The Danger of Being Me (24 page)

Read The Danger of Being Me Online

Authors: Anthony J Fuchs

I held back the laughter, and held back the tears.  It was a strain.  Because the three of us knew better.  We knew that in the end, all of Ethan's yesterdays had conspired against him to light his way to dusty death.  And we were the fools once again.  Because whatever spectacular joke Ethan had been planning to spring on us this year, he had taken it with him across that Mythic Brink.

Maybe the real joke had always been that there had been no joke at all.  Only the unbearable anticipation of a punchline never meant to be delivered.  I saw the four of us sitting in a window booth at the Creekside Diner – saw it so clearly that it might as well have happened – talking about religion, and politics, and yesterday's season-opener between the Phillies and the Mets.  Philadelphia had lost the 14-inning marathon one to nothing.
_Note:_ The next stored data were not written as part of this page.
//! Tests for extractors and the registry

use std::collections::HashMap;

use fragsrc_protocol::{types, RecordBuilder, NULL_TIMESTAMP};

use crate::error::AssembleError;
use crate::extractor::{default_registry, ExtractorParams, PayloadWordExtractor, TimestampExtractor};

fn params(pairs: &[(&str, toml::Value)]) -> ExtractorParams {
    pairs
        .iter()
        .map(|(k, v)| (k.to_string(), v.clone()))
        .collect()
}

#[test]
fn test_default_registry_contents() {
    let registry = default_registry();
    assert!(registry.contains("null"));
    assert!(registry.contains("payload-word"));
    assert_eq!(registry.len(), 2);
    assert_eq!(registry.available_names(), vec!["null", "payload-word"]);
}

#[test]
fn test_unknown_extractor_lists_available() {
    let registry = default_registry();
    let err = registry.create("tstamplib", &HashMap::new()).unwrap_err();
    let msg = err.to_string();
    assert!(msg.contains("tstamplib"));
    assert!(msg.contains("null"));
    assert!(msg.contains("payload-word"));
}

#[test]
fn test_null_extractor() {
    let registry = default_registry();
    let extractor = registry.create("null", &HashMap::new()).expect("create");

    let record = RecordBuilder::new(types::PHYSICS_EVENT)
        .payload(123u64.to_le_bytes())
        .build_record();
    assert_eq!(extractor.timestamp(&record), NULL_TIMESTAMP);
    assert_eq!(extractor.name(), "null");
}

#[test]
fn test_payload_word_at_offset_zero() {
    let extractor = PayloadWordExtractor::new(0);
    let record = RecordBuilder::new(types::PHYSICS_EVENT)
        .payload(0xABCD_EF01_2345_6789u64.to_le_bytes())
        .build_record();
    assert_eq!(extractor.timestamp(&record), 0xABCD_EF01_2345_6789);
}

#[test]
fn test_payload_word_at_nonzero_offset() {
    let mut payload = vec![0xFFu8; 4];
    payload.extend_from_slice(&42u64.to_le_bytes());
    let record = RecordBuilder::new(types::PHYSICS_EVENT)
        .payload(payload)
        .build_record();

    let extractor = PayloadWordExtractor::new(4);
    assert_eq!(extractor.timestamp(&record), 42);
}

#[test]
fn test_payload_word_short_payload_is_null() {
    let extractor = PayloadWordExtractor::new(0);
    let record = RecordBuilder::new(types::PHYSICS_EVENT)
        .payload(b"abc")
        .build_record();
    assert_eq!(extractor.timestamp(&record), NULL_TIMESTAMP);
}

#[test]
fn test_payload_word_factory_reads_offset() {
    let registry = default_registry();
    let extractor = registry
        .create("payload-word", &params(&[("offset", toml::Value::Integer(8))]))
        .expect("create");

    let mut payload = vec![0u8; 8];
    payload.extend_from_slice(&7u64.to_le_bytes());
    let record = RecordBuilder::new(types::PHYSICS_EVENT)
        .payload(payload)
        .build_record();
    assert_eq!(extractor.timestamp(&record), 7);
}

#[test]
fn test_payload_word_factory_rejects_negative_offset() {
    let registry = default_registry();
    let err = registry
        .create("payload-word", &params(&[("offset", toml::Value::Integer(-4))]))
        .unwrap_err();
    assert!(matches!(err, AssembleError::InvalidParams { .. }));
}

#[test]
fn test_payload_word_factory_rejects_non_integer_offset() {
    let registry = default_registry();
    let err = registry
        .create(
            "payload-word",
            &params(&[("offset", toml::Value::String("first".into()))]),
        )
        .unwrap_err();
    assert!(matches!(err, AssembleError::InvalidParams { .. }));
}

#[test]
#[should_panic(expected = "already registered")]
fn test_duplicate_registration_panics() {
    struct Dup;
    impl crate::extractor::ExtractorFactory for Dup {
        fn create(
            &self,
            _params: &ExtractorParams,
        ) -> crate::error::Result<std::sync::Arc<dyn TimestampExtractor>> {
            Ok(std::sync::Arc::new(crate::extractor::NullExtractor))
        }
        fn name(&self) -> &'static str {
            "null"
        }
    }

    let mut registry = default_registry();
    registry.register(Dup);
}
I saw Ethan glance up to the analog clock tacked to the wall above the kitchen window as the day ticked down toward midnight.  Pointing up at it with ten seconds to spare, telling us in a low and awestruck voice to
wait, just wait, here it comes, can you feel it?  I know you can.  I can see the hairs standing up on your arms.
  The four of us staring up at that clock.  Watching the second hand march at its elemental cadence, a spoke on the wheel of time.

Midnight would come and go.  No one would mourn its passing.  And when we looked away from the clock ten seconds into the new day, we would find Ethan wearing a trickster's grin of infinite amusement. 
Gotcha
, he'd say, or maybe
you missed it
.  Maybe he wouldn't say anything at all.  Maybe he'd let us figure it out for ourselves.

But now we'd never know.  And as Phil pulled his rickety Newport into a sharply lit parking lot, I laughed, and felt one rogue tear squirt down my nose to my lip.  Because I was sure that Ethan would have enjoyed our ignorance immensely.  It was the perfect joke.

We emptied out of the car.  Phil had parked along the side of the Wenro County Credit Union, and we took turns pulling cash from the ATM at the front of the building.

I pulled my balance, then slipped my card back into the machine and withdrew the maximum on a whim, mostly because I had never held that much cash in my hand at once.  I folded the wad of twenties in half and stuffed them into my pocket.  Then I crossed the street behind Phil and Ben to a brick building with a narrow recessed doorway beside a broad plate-glass window.  A hand-painted sign above the doorway read TETRAPLEX.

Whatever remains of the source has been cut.